Anyway ... that's how our Inter-Stellar Exploration Initiative got started.
We still don't understand exactly how the Stardrive works. We only know that when certain pieces are put together and energized in a certain way, they and the object they are attached to will disappear from causal space and reappear someplace else in less time than it would take for a beam of light to travel the same distance -- that's all. This seems to violate not only causality, but a few other physical principles that we used to think were inviolable.
We also know that the distance travelled is closely related to a math function that takes into account the energy put into the Stardive, the universal gravitational constant, the total mass being moved, the volume of the object being moved, and a few other "fudge factors" that try to take into account any incidental gravitational fields between the point of origin and the destination.
Further, when the object is moving, it is completely cut off from causal space. That is, it seems to be in its own little universe, all by itself, where you can't see where you're going, and where shipboard time passes differently from time in causal space. The relationship between the two time frames is complex -- again, related to mass, volume, distance travelled, energy, and the universal gravitational constant. For short distances -- about 70.7% of a light-week or less -- shipboard time is theoretically as instantaneous as you can get. As the distance increases, shipboard time also increases, approaching a theoretical 1.58 seconds per hundred parsecs, but never actually taking that long.
Unless something goes wrong, of course ... like ploughing into the center of a star along the way ...
So what you do is point the ship toward where you want to go, calculate the amount of energy you need to get there, dump that much energy into the Stardive, and hope that you are not too far off for your inertial drive to "fine tune" the remaining distance.

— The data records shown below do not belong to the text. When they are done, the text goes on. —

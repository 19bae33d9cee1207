//! Language, package-manager and developer-tool detection.

use std::collections::BTreeSet;
use std::path::Path;

use super::rules::Evidence;
use super::tables::DEV_TOOL_RULES;
use super::DependencyMap;

// ============================================================================
// Languages
// ============================================================================

/// Map a file extension (lowercase, no dot) to a language display name.
fn extension_to_language(ext: &str) -> Option<&'static str> {
    match ext {
        "ts" | "mts" | "cts" | "tsx" => Some("TypeScript"),
        "js" | "mjs" | "cjs" | "jsx" => Some("JavaScript"),
        "py" | "pyi" => Some("Python"),
        "go" => Some("Go"),
        "rs" => Some("Rust"),
        "rb" | "rake" => Some("Ruby"),
        "php" => Some("PHP"),
        "java" => Some("Java"),
        "kt" | "kts" => Some("Kotlin"),
        "c" | "h" => Some("C"),
        "cpp" | "cc" | "cxx" | "hpp" | "hh" => Some("C++"),
        "cs" => Some("C#"),
        "swift" => Some("Swift"),
        "dart" => Some("Dart"),
        "scala" => Some("Scala"),
        "ex" | "exs" => Some("Elixir"),
        "sh" | "bash" | "zsh" => Some("Shell"),
        "html" | "htm" => Some("HTML"),
        "css" | "scss" | "sass" | "less" => Some("CSS"),
        "sql" => Some("SQL"),
        "vue" => Some("Vue"),
        "svelte" => Some("Svelte"),
        "astro" => Some("Astro"),
        _ => None,
    }
}

/// Languages present across every scanned path, sorted and de-duplicated.
pub fn detect_languages(paths: &[String]) -> Vec<String> {
    paths
        .iter()
        .filter_map(|p| Path::new(p).extension().and_then(|e| e.to_str()))
        .filter_map(|ext| extension_to_language(&ext.to_ascii_lowercase()))
        .collect::<BTreeSet<_>>()
        .into_iter()
        .map(String::from)
        .collect()
}

// ============================================================================
// Package Managers
// ============================================================================

/// Lockfile name to package manager, in reporting order.
/// For JavaScript: pnpm > yarn > bun > npm.
const LOCKFILE_MANAGERS: &[(&str, &str)] = &[
    ("pnpm-lock.yaml", "pnpm"),
    ("yarn.lock", "yarn"),
    ("bun.lockb", "bun"),
    ("bun.lock", "bun"),
    ("package-lock.json", "npm"),
    ("Cargo.lock", "cargo"),
    ("poetry.lock", "poetry"),
    ("Pipfile.lock", "pipenv"),
    ("uv.lock", "uv"),
    ("composer.lock", "composer"),
    ("go.sum", "go"),
    ("Gemfile.lock", "bundler"),
];

/// Manager used when a manifest is present without any lockfile of its
/// ecosystem.
const MANIFEST_MANAGERS: &[(&str, &str)] = &[
    ("package.json", "npm"),
    ("requirements.txt", "pip"),
    ("Gemfile", "bundler"),
    ("composer.json", "composer"),
    ("go.mod", "go"),
    ("Cargo.toml", "cargo"),
];

#[derive(Debug, Clone, Copy, PartialEq, Eq)]
enum ManagerCategory {
    JavaScript,
    Rust,
    Python,
    Php,
    Go,
    Ruby,
}

fn manager_category(manager: &str) -> Option<ManagerCategory> {
    match manager {
        "npm" | "pnpm" | "yarn" | "bun" => Some(ManagerCategory::JavaScript),
        "cargo" => Some(ManagerCategory::Rust),
        "poetry" | "pipenv" | "uv" | "pip" => Some(ManagerCategory::Python),
        "composer" => Some(ManagerCategory::Php),
        "go" => Some(ManagerCategory::Go),
        "bundler" => Some(ManagerCategory::Ruby),
        _ => None,
    }
}

fn file_name(path: &str) -> &str {
    path.rsplit('/').next().unwrap_or(path)
}

/// Package managers indicated by lockfiles anywhere in the tree.
///
/// A root-level manifest with no lockfile of its ecosystem falls back to the
/// ecosystem's default manager (`package.json` alone reports `npm`).
pub fn detect_package_managers(paths: &[String]) -> Vec<String> {
    let names: BTreeSet<&str> = paths.iter().map(|p| file_name(p)).collect();

    let mut managers: Vec<&'static str> = Vec::new();
    for (lockfile, manager) in LOCKFILE_MANAGERS {
        if names.contains(lockfile) && !managers.contains(manager) {
            managers.push(*manager);
        }
    }

    for (manifest, manager) in MANIFEST_MANAGERS {
        if !paths.iter().any(|p| p == manifest) {
            continue;
        }
        let category = manager_category(manager);
        let covered = managers.iter().any(|m| manager_category(m) == category);
        if !covered {
            managers.push(*manager);
        }
    }

    managers.into_iter().map(String::from).collect()
}

// ============================================================================
// Developer Tools
// ============================================================================

/// Developer tools implied by the dependency map, in table order.
pub fn detect_dev_tools(dependencies: &DependencyMap) -> Vec<String> {
    let configurations = Default::default();
    let evidence = Evidence::new(dependencies, &configurations, &[], &[]);
    evidence.collect(DEV_TOOL_RULES)
}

That's all I can tell you. We're still trying to figure out why it works. All we know is that it does work, and that is all that matters, anyway ... okay?
• • •
Author's Note: As you can see from the title block, I started this story about 6 years ago, under my real name, and have been 'tweaking' it ever since. I originally intended it as a filler for the backstory of a popular role-playing game, but now feel that it is more appropriate here; possibly as a way to explain how the Terrans stumbled upon their own version of a fusion-powered hyperdrive in the WoS universe. I hope you have enjoyed it.